Franklin Aretas Haskell (July 13, 1828June 3, 1864) was a Union Army officer during the American Civil War and was killed at the Battle of Cold Harbor.  Haskell wrote a famous account of the Battle of Gettysburg that was published posthumously.

Early life
Haskell was born at Tunbridge, Vermont, to Aretas and Anna E. Folsom Haskell. He moved to Wisconsin to study law in the office of his brother Harrison. He graduated from Dartmouth College in 1854, and returned to Madison, Wisconsin, to practice law. During this period, Haskell became the drill master of a militia company.

Civil War
When the Civil War began, Haskell enlisted in Col. Lysander Cutler's 6th Wisconsin Infantry of Brig. Gen. Rufus King's Brigade. This brigade would eventually be known as the Iron Brigade. He served as adjutant for the regiment with the rank of first lieutenant until April 1862, when he was made aide-de-camp for Brig. Gen. John Gibbon, the new Commander of the Iron Brigade. While with the Iron Brigade, Haskell saw action during the Northern Virginia Campaign and the Maryland Campaign. When Gibbon was promoted to command of the 2nd Division, I Corps, Haskell went with him and remained his aide. This division saw action at the Battle of Fredericksburg. After Gibbon suffered a wound at Fredericksburg, he took time off to recuperate and had been replaced in command of his division. He was given command of the 2nd Division, II Corps and again Haskell remained his aide. This division saw action during the Chancellorsville Campaign.

Gettysburg
Gibbon's Division headed north toward Pennsylvania during the Gettysburg Campaign and was in Taneytown, Maryland, when the Battle of Gettysburg began. Gibbon was given temporary command of II Corps after I Corps Commander Maj. Gen. John F. Reynolds was killed and Maj. Gen. George G. Meade ordered II Corps Commander Maj. Gen. Winfield S. Hancock to Gettysburg to assume command. Haskell and II Corps did not arrive on the battlefield until July 2, 1863. There they took part in the defense of Cemetery Ridge, the area around the Nicholas Codori Farm, and supported III Corps, commanded by Daniel E. Sickles, in their defense of the Peach Orchard. In his recollections of the Battle, Haskell was highly critical of Sickles as a soldier and a person as well as his move forward that led to his III Corps being attacked by the Confederates. 

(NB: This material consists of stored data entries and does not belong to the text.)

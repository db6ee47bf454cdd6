use std::collections::BTreeMap;
use std::error::Error as StdError;
use std::path::PathBuf;

use serde::{Deserialize, Serialize};

use crate::ConversionId;

/// Owned description of a failure, detached from the original error type.
#[derive(Debug, Clone, PartialEq, Eq, Serialize, Deserialize)]
pub struct ErrorInfo {
    pub name: String,
    pub message: String,
    /// Messages of the `source()` chain, outermost cause first.
    pub stack: Vec<String>,
}

impl ErrorInfo {
    pub fn new(message: impl Into<String>) -> Self {
        Self::named("Error", message)
    }

    pub fn named(name: impl Into<String>, message: impl Into<String>) -> Self {
        Self {
            name: name.into(),
            message: message.into(),
            stack: Vec::new(),
        }
    }

    pub fn from_error<E>(error: &E) -> Self
    where
        E: StdError + ?Sized,
    {
        let mut stack = Vec::new();
        let mut cause = error.source();
        while let Some(inner) = cause {
            stack.push(inner.to_string());
            cause = inner.source();
        }
        let name = std::any::type_name::<E>()
            .rsplit("::")
            .next()
            .unwrap_or("Error")
            .to_string();
        Self {
            name,
            message: error.to_string(),
            stack,
        }
    }
}

impl From<std::io::Error> for ErrorInfo {
    fn from(error: std::io::Error) -> Self {
        let mut info = ErrorInfo::from_error(&error);
        info.name = format!("io::{:?}", error.kind());
        info
    }
}

#[derive(Debug, Clone, Copy, PartialEq, Eq, Default, Serialize, Deserialize)]
#[serde(rename_all = "lowercase")]
pub enum TransformMode {
    #[default]
    Full,
    Minimal,
}

#[derive(Debug, Clone, Copy, PartialEq, Eq, Default, Serialize, Deserialize)]
#[serde(rename_all = "lowercase")]
pub enum ValidationMode {
    #[default]
    Strict,
    Lenient,
}

/// What the caller was doing when the failure happened.
///
/// Recovery strategies read and mutate the category-specific fields
/// (`path`, `output_path`, `missing_dependencies`, the mode switches) so the
/// caller can retry the failed step with the adjusted context.
#[derive(Debug, Clone, PartialEq, Serialize, Deserialize)]
#[serde(default)]
pub struct ErrorContext {
    pub operation: String,
    pub phase: String,
    pub conversion_id: Option<ConversionId>,
    pub artifact_id: Option<String>,
    pub source: Option<String>,
    pub step: Option<String>,
    pub path: Option<PathBuf>,
    pub output_path: Option<PathBuf>,
    pub missing_dependencies: Vec<String>,
    pub resolved_dependencies: BTreeMap<String, PathBuf>,
    pub search_roots: Vec<PathBuf>,
    pub transform_mode: TransformMode,
    pub enhancements_enabled: bool,
    pub validation_mode: ValidationMode,
    pub extra: BTreeMap<String, serde_json::Value>,
}

impl Default for ErrorContext {
    fn default() -> Self {
        Self {
            operation: String::new(),
            phase: String::new(),
            conversion_id: None,
            artifact_id: None,
            source: None,
            step: None,
            path: None,
            output_path: None,
            missing_dependencies: Vec::new(),
            resolved_dependencies: BTreeMap::new(),
            search_roots: Vec::new(),
            transform_mode: TransformMode::Full,
            enhancements_enabled: true,
            validation_mode: ValidationMode::Strict,
            extra: BTreeMap::new(),
        }
    }
}

impl ErrorContext {
    pub fn new(operation: impl Into<String>, phase: impl Into<String>) -> Self {
        Self {
            operation: operation.into(),
            phase: phase.into(),
            ..Default::default()
        }
    }

    pub fn with_conversion(mut self, id: ConversionId) -> Self {
        self.conversion_id = Some(id);
        self
    }

    pub fn with_artifact(mut self, artifact_id: impl Into<String>) -> Self {
        self.artifact_id = Some(artifact_id.into());
        self
    }

    pub fn with_source(mut self, source: impl Into<String>) -> Self {
        self.source = Some(source.into());
        self
    }

    pub fn with_step(mut self, step: impl Into<String>) -> Self {
        self.step = Some(step.into());
        self
    }

    pub fn with_path(mut self, path: impl Into<PathBuf>) -> Self {
        self.path = Some(path.into());
        self
    }

    pub fn with_output_path(mut self, path: impl Into<PathBuf>) -> Self {
        self.output_path = Some(path.into());
        self
    }

    pub fn with_missing_dependencies<I, S>(mut self, deps: I) -> Self
    where
        I: IntoIterator<Item = S>,
        S: Into<String>,
    {
        self.missing_dependencies = deps.into_iter().map(Into::into).collect();
        self
    }

    pub fn with_search_root(mut self, root: impl Into<PathBuf>) -> Self {
        self.search_roots.push(root.into());
        self
    }
}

That night, Gibbon took part in a council of war called by Meade which Haskell recorded in his recollections of the Battle. On July 3, Gibbon was back in command of his division and Haskell was by his side. Late that morning, Gibbon hosted a meal for much of the Union high command which Haskell also recorded for posterity. Shortly after the luncheon broke up Confederate artillery began to shell the area where Gibbon's men were positioned. Gibbon's position bore the brunt of the Confederate attack known as Pickett's Charge. Haskell rallied Gibbon's men after the Confederates had breached the stone wall and Gibbon had been wounded. Hancock, Gibbon, Brig. Gen.William Harrow, Col. Norman J. Hall, and Col. A.F. Devereux (19th Mass.) commended Haskell for his performance, with Gibbon later writing that "I have always thought that to him, more than to any one man, are we indebted for the repulse of Lee's assault."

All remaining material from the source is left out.